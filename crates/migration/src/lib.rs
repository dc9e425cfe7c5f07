pub use sea_orm_migration::prelude::*;

mod m20261014_000000_create_sso_tables;

pub struct Migrator;

#[async_trait::async_trait]
impl MigratorTrait for Migrator {
    fn migrations() -> Vec<Box<dyn MigrationTrait>> {
        vec![Box::new(m20261014_000000_create_sso_tables::Migration)]
    }
}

__________

### About this exercise
Everything in the data above must be restated verbatim.

### Result below
filename crates/migration/src/lib.rs
repository dc9e425cfe7c5f07
pub use sea_orm_migration::prelude::*;

mod m20261014_000000_create_sso_tables;

pub struct Migrator;

#[async_trait::async_trait]
impl MigratorTrait for Migrator {
    fn migrations() -> Vec<Box<dyn MigrationTrait>> {
        vec![Box::new(m20261014_000000_create_sso_tables::Migration)]
    }
}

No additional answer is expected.